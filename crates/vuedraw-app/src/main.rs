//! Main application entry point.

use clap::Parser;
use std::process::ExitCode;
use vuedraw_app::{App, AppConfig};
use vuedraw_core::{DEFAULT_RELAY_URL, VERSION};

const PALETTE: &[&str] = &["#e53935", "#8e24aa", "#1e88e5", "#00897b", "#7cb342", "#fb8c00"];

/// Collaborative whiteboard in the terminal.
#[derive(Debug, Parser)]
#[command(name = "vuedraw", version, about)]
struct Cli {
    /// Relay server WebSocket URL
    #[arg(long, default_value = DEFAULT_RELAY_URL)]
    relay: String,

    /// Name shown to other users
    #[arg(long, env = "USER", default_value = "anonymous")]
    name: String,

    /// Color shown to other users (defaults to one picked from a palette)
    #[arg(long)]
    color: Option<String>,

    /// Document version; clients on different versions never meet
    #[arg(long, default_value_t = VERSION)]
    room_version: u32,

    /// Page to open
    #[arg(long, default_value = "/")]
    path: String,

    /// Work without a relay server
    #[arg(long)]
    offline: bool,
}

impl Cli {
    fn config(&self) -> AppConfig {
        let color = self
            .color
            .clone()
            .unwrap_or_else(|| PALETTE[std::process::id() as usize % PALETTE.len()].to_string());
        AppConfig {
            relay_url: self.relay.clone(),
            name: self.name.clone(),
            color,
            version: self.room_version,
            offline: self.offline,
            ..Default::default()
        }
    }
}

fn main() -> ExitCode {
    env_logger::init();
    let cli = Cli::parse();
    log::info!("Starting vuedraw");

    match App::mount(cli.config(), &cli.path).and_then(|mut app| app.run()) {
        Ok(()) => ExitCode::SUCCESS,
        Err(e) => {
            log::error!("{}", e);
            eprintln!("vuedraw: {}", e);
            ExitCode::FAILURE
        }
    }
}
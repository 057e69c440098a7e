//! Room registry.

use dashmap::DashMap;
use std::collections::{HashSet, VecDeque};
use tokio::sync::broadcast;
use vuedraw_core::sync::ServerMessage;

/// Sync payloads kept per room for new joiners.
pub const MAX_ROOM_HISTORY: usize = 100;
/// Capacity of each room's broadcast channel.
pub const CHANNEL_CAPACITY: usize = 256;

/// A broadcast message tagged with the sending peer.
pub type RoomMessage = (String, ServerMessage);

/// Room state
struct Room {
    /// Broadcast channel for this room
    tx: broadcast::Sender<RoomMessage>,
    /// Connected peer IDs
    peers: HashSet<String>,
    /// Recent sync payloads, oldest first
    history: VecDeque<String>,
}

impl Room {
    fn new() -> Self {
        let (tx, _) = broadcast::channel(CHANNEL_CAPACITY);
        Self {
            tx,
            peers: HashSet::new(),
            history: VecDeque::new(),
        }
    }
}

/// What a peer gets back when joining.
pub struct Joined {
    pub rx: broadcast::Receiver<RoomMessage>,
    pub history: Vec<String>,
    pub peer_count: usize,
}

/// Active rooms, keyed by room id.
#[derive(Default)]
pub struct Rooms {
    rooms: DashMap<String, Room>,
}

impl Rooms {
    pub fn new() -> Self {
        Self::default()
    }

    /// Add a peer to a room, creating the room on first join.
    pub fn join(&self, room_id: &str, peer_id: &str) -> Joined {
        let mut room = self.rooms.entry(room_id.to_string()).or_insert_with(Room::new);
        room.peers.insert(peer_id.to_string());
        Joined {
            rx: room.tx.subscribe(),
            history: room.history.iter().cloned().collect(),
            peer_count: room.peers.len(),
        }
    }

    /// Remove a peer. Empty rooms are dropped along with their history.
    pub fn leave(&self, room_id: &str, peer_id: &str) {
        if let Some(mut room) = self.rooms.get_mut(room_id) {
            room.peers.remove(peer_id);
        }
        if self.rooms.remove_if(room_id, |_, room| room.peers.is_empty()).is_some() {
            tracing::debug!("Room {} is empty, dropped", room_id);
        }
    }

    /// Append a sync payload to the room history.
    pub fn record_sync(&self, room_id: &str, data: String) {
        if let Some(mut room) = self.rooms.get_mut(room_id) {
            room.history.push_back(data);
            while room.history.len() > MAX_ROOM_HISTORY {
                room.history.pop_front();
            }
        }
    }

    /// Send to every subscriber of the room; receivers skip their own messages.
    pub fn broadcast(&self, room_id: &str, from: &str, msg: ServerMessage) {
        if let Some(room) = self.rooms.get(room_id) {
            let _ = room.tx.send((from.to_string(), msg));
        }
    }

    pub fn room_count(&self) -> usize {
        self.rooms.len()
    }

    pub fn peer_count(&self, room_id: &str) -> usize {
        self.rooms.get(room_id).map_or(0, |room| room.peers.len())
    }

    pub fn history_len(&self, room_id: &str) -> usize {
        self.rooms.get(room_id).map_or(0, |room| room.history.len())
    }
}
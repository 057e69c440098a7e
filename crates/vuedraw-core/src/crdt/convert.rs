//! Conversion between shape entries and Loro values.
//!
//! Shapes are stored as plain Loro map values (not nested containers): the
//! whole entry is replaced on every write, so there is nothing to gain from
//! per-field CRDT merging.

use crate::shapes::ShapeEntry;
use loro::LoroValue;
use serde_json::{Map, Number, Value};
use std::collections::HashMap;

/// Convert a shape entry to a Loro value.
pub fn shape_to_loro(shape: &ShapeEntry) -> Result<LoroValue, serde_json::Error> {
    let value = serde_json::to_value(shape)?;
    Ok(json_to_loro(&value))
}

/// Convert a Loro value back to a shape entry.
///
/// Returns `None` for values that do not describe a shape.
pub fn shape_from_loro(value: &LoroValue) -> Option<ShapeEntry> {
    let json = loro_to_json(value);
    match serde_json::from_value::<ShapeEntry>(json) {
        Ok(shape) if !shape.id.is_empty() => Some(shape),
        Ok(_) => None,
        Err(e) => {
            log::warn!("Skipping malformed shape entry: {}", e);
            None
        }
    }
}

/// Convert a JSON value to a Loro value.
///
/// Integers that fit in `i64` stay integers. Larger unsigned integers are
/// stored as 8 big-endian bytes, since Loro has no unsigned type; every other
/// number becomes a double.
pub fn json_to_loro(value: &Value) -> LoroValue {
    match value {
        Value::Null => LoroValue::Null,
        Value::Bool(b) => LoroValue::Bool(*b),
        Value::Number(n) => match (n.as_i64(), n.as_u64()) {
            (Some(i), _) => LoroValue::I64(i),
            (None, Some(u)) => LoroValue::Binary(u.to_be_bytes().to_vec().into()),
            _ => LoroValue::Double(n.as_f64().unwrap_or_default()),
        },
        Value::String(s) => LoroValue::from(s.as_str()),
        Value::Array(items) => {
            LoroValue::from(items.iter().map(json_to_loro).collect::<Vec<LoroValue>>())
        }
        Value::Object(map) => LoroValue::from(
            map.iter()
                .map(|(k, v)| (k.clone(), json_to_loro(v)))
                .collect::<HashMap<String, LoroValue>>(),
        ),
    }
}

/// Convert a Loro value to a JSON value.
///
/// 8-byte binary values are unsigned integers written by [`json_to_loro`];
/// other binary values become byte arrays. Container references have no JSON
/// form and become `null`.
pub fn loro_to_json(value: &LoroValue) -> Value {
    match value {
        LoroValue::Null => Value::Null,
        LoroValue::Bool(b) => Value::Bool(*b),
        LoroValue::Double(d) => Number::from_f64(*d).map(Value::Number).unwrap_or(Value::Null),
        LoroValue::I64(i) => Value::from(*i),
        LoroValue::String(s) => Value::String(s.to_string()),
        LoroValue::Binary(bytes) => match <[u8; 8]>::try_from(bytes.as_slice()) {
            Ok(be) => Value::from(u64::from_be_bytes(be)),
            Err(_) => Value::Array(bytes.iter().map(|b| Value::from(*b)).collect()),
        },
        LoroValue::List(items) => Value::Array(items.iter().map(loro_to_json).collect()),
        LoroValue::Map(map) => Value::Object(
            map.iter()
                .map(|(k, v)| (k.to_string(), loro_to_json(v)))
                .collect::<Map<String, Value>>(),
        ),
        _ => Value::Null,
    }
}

----

**What needs to be done**
If a line in the records above has the word "iter", copy it.

**Output below**
            history: room.history.iter().cloned().collect(),
            LoroValue::from(items.iter().map(json_to_loro).collect::<Vec<LoroValue>>())
            map.iter()
            Err(_) => Value::Array(bytes.iter().map(|b| Value::from(*b)).collect()),
        LoroValue::List(items) => Value::Array(items.iter().map(loro_to_json).collect()),
            map.iter()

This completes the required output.